SOURCE DATA START
//! Shape-dispatching batch augmentation.
//!
//! Three request shapes are recognized and augmented with ground elevation:
//!
//! - a GeoJSON `FeatureCollection` (optionally wrapped in a `geojson` field),
//! - a bare coordinate list `{"coordinates": [{"lat", "lon"}, …]}`,
//! - a track-point sequence `{"track_points": [{"timestamp", "lat", "lon", …}, …]}`.
//!
//! The dispatch order is part of the wire contract: type discriminator,
//! then `coordinates`, then a single `geojson` unwrap, then `track_points`.
//! Whatever the shape, the output mirrors the input's structure exactly;
//! only elevation fields are added.

use std::ops::Range;

use geojson::{Feature, FeatureCollection, Value as GeoJsonValue};
use serde::{Deserialize, Serialize};
use serde_json::{Map, Value};

use crate::error::{DemError, Result};
use crate::sampler::Sampler;

/// Property holding the per-feature elevation array (GeoJSON) and the
/// per-point elevation scalar (coordinate lists).
pub const GROUND_ELEVATION: &str = "ground_elevation";

/// Field appended to every track point.
pub const TERRAIN_ELEVATION: &str = "terrain_elevation";

/// A bare coordinate, `{"lat": …, "lon": …}`.
#[derive(Debug, Clone, Copy, Deserialize, Serialize)]
pub struct CoordinatePoint {
    /// Latitude in decimal degrees.
    pub lat: f64,
    /// Longitude in decimal degrees.
    pub lon: f64,
}

/// The closed set of recognized input shapes.
enum ElevationInput {
    FeatureCollection(FeatureCollection),
    Coordinates(Vec<CoordinatePoint>),
    TrackPoints(Vec<TrackPoint>),
}

/// One validated track point: its position plus every original field.
struct TrackPoint {
    lat: f64,
    lon: f64,
    fields: Map<String, Value>,
}

/// Flattened coordinates plus the descriptor needed to rebuild the shape.
struct GeometryEnvelope {
    /// `(lat, lon)` pairs in resolution order.
    coords: Vec<(f64, f64)>,
    /// Per-feature span into `coords`; `None` for features left untouched.
    spans: Vec<Option<Range<usize>>>,
}

/// Augment a request body with ground elevation.
///
/// Recognizes exactly one of the three supported shapes, resolves every
/// contained coordinate in one batch, and returns the body in its original
/// structure with elevation fields injected. Coordinates without coverage
/// get `null`, never an error.
///
/// # Errors
///
/// Returns [`DemError::InvalidInput`] when the body matches none of the
/// recognized shapes or a recognized shape is internally inconsistent.
pub fn augment(sampler: &Sampler, body: Value) -> Result<Value> {
    match sniff(body, true)? {
        ElevationInput::FeatureCollection(fc) => augment_feature_collection(sampler, fc),
        ElevationInput::Coordinates(points) => Ok(augment_coordinates(sampler, &points)),
        ElevationInput::TrackPoints(points) => Ok(augment_track_points(sampler, points)),
    }
}

/// Ordered shape sniffing. `unwrap_nested` permits one `geojson` unwrap.
fn sniff(body: Value, unwrap_nested: bool) -> Result<ElevationInput> {
    let is_feature_collection = body
        .as_object()
        .is_some_and(|obj| obj.get("type").and_then(Value::as_str) == Some("FeatureCollection"));

    if is_feature_collection {
        let fc: FeatureCollection = serde_json::from_value(body)
            .map_err(|e| DemError::invalid_input(format!("malformed FeatureCollection: {e}")))?;
        return Ok(ElevationInput::FeatureCollection(fc));
    }

    let Value::Object(mut obj) = body else {
        return Err(DemError::invalid_input(
            "request body must be a JSON object matching a recognized shape",
        ));
    };

    if let Some(coords) = obj.remove("coordinates") {
        let points: Vec<CoordinatePoint> = serde_json::from_value(coords)
            .map_err(|e| DemError::invalid_input(format!("malformed coordinate list: {e}")))?;
        return Ok(ElevationInput::Coordinates(points));
    }

    if unwrap_nested {
        if let Some(inner) = obj.remove("geojson") {
            return sniff(inner, false);
        }
    }

    if let Some(points) = obj.remove("track_points") {
        return Ok(ElevationInput::TrackPoints(parse_track_points(points)?));
    }

    Err(DemError::invalid_input(
        "expected a GeoJSON FeatureCollection, a coordinate list, or track points",
    ))
}

/// Validate the track-point schema: each element is an object with a
/// `timestamp` and a numeric position; every other field rides along.
fn parse_track_points(points: Value) -> Result<Vec<TrackPoint>> {
    let Value::Array(items) = points else {
        return Err(DemError::invalid_input("track_points must be an array"));
    };

    items
        .into_iter()
        .enumerate()
        .map(|(i, item)| {
            let Value::Object(fields) = item else {
                return Err(DemError::invalid_input(format!(
                    "track point {i} must be an object"
                )));
            };
            if !fields.contains_key("timestamp") {
                return Err(DemError::invalid_input(format!(
                    "track point {i} is missing a timestamp"
                )));
            }
            let lat = fields.get("lat").and_then(Value::as_f64).ok_or_else(|| {
                DemError::invalid_input(format!("track point {i} is missing a numeric lat"))
            })?;
            let lon = fields.get("lon").and_then(Value::as_f64).ok_or_else(|| {
                DemError::invalid_input(format!("track point {i} is missing a numeric lon"))
            })?;
            Ok(TrackPoint { lat, lon, fields })
        })
        .collect()
}

/// Flatten augmentable feature geometries into one coordinate sequence.
///
/// Point, LineString and MultiLineString geometries contribute coordinates;
/// any other geometry (or a feature without one) is skipped and passes
/// through unmodified. MultiLineString component lines are concatenated in
/// order; sub-line boundaries are not preserved in the elevation array,
/// which is the established wire contract.
fn flatten_features(features: &[Feature]) -> Result<GeometryEnvelope> {
    let mut coords = Vec::new();
    let mut spans = Vec::with_capacity(features.len());

    for feature in features {
        let start = coords.len();
        let augmentable = match feature.geometry.as_ref().map(|g| &g.value) {
            Some(GeoJsonValue::Point(position)) => {
                push_position(&mut coords, position)?;
                true
            }
            Some(GeoJsonValue::LineString(line)) => {
                for position in line {
                    push_position(&mut coords, position)?;
                }
                true
            }
            Some(GeoJsonValue::MultiLineString(lines)) => {
                for line in lines {
                    for position in line {
                        push_position(&mut coords, position)?;
                    }
                }
                true
            }
            _ => false,
        };
        spans.push(augmentable.then(|| start..coords.len()));
    }

    Ok(GeometryEnvelope { coords, spans })
}

/// GeoJSON positions are `[lon, lat, …]`.
fn push_position(coords: &mut Vec<(f64, f64)>, position: &[f64]) -> Result<()> {
    if position.len() < 2 {
        return Err(DemError::invalid_input(
            "GeoJSON position must have at least 2 elements",
        ));
    }
    coords.push((position[1], position[0]));
    Ok(())
}

fn elevation_value(elevation: Option<f64>) -> Value {
    match elevation {
        Some(v) => Value::from(v),
        None => Value::Null,
    }
}

fn augment_feature_collection(sampler: &Sampler, mut fc: FeatureCollection) -> Result<Value> {
    let envelope = flatten_features(&fc.features)?;
    let elevations = sampler.sample_batch(&envelope.coords);

    for (feature, span) in fc.features.iter_mut().zip(&envelope.spans) {
        if let Some(span) = span {
            let values: Vec<Value> = elevations[span.clone()]
                .iter()
                .map(|e| elevation_value(*e))
                .collect();
            feature
                .properties
                .get_or_insert_with(Map::new)
                .insert(GROUND_ELEVATION.to_string(), Value::Array(values));
        }
    }

    Ok(serde_json::to_value(&fc)?)
}

fn augment_coordinates(sampler: &Sampler, points: &[CoordinatePoint]) -> Value {
    let coords: Vec<(f64, f64)> = points.iter().map(|p| (p.lat, p.lon)).collect();
    let elevations = sampler.sample_batch(&coords);

    let augmented: Vec<Value> = points
        .iter()
        .zip(&elevations)
        .map(|(point, elevation)| {
            let mut entry = Map::new();
            entry.insert("lat".to_string(), Value::from(point.lat));
            entry.insert("lon".to_string(), Value::from(point.lon));
            entry.insert(GROUND_ELEVATION.to_string(), elevation_value(*elevation));
            Value::Object(entry)
        })
        .collect();

    let mut body = Map::new();
    body.insert("coordinates".to_string(), Value::Array(augmented));
    Value::Object(body)
}

fn augment_track_points(sampler: &Sampler, points: Vec<TrackPoint>) -> Value {
    let coords: Vec<(f64, f64)> = points.iter().map(|p| (p.lat, p.lon)).collect();
    let elevations = sampler.sample_batch(&coords);

    let augmented: Vec<Value> = points
        .into_iter()
        .zip(&elevations)
        .map(|(point, elevation)| {
            let mut fields = point.fields;
            fields.insert(TERRAIN_ELEVATION.to_string(), elevation_value(*elevation));
            Value::Object(fields)
        })
        .collect();

    let mut body = Map::new();
    body.insert("track_points".to_string(), Value::Array(augmented));
    Value::Object(body)
}
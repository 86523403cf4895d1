//! # copdem - Copernicus DEM Elevation Library
//!
//! Library for augmenting geographic coordinates and trajectories with
//! ground elevation from locally stored Copernicus DSM GeoTIFF tiles.
//!
//! ## Features
//!
//! - **Deterministic tile addressing**: coordinate → 1°×1° cell → file name,
//!   hemisphere-aware with floor semantics
//! - **Shared tile cache**: tiles open lazily, exactly once, and stay open
//!   behind `Arc` until shutdown
//! - **Fault-isolated sampling**: missing tiles, nodata pixels and
//!   out-of-bounds coordinates degrade to an explicit absence, never an error
//! - **Shape-aware augmentation**: GeoJSON feature collections, coordinate
//!   lists and track-point sequences go in and come back out in the same
//!   structure with elevation injected
//!
//! ## Quick Start
//!
//! ```ignore
//! use std::sync::Arc;
//! use copdem::{Sampler, TileStore};
//!
//! let store = Arc::new(TileStore::new("/data/copernicus"));
//! let sampler = Sampler::new(store);
//!
//! // Single point
//! if let Some(elevation) = sampler.sample(45.9237, 6.8694) {
//!     println!("Elevation: {elevation}m");
//! }
//!
//! // Whole request body, shape preserved
//! let body = serde_json::json!({"coordinates": [{"lat": 45.9237, "lon": 6.8694}]});
//! let augmented = copdem::augment(&sampler, body)?;
//! ```
//!
//! ## Tile Data Format
//!
//! Tiles are Copernicus DSM GeoTIFF files, one per 1°×1° cell, named by the
//! cell's lower-left corner:
//!
//! `Copernicus_DSM_COG_10_N47_00_E009_00_DEM.tif`
//!
//! Georeferencing comes from the GeoTIFF ModelTiepoint/ModelPixelScale tags
//! (with a fallback derived from the file name), the nodata sentinel from
//! the GDAL_NODATA tag. Tiles are provisioned onto disk by an external tool;
//! this library only reads them.
//!
//! ## Data Sources
//!
//! Copernicus DEM tiles are published by ESA/Airbus:
//! - <https://dataspace.copernicus.eu/>
//! - <https://registry.opendata.aws/copernicus-dem/>

pub mod cell;
pub mod error;
pub mod sampler;
pub mod shapes;
pub mod store;
pub mod tile;

// Re-export main types at crate root for convenience
pub use cell::TileId;
pub use error::{DemError, Result};
pub use sampler::Sampler;
pub use shapes::{augment, CoordinatePoint, GROUND_ELEVATION, TERRAIN_ELEVATION};
pub use store::{BoundingBox, CacheStats, PreloadStats, TileStore};
pub use tile::{GeoTransform, RasterTile};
SOURCE DATA END
- _WHAT TO PRODUCE_: Show every line in the entries above that contains the string "CoordinatePoint".

- _EXERCISE RESULT_:
pub struct CoordinatePoint {
    Coordinates(Vec<CoordinatePoint>),
        let points: Vec<CoordinatePoint> = serde_json::from_value(coords)
fn augment_coordinates(sampler: &Sampler, points: &[CoordinatePoint]) -> Value {
pub use shapes::{augment, CoordinatePoint, GROUND_ELEVATION, TERRAIN_ELEVATION};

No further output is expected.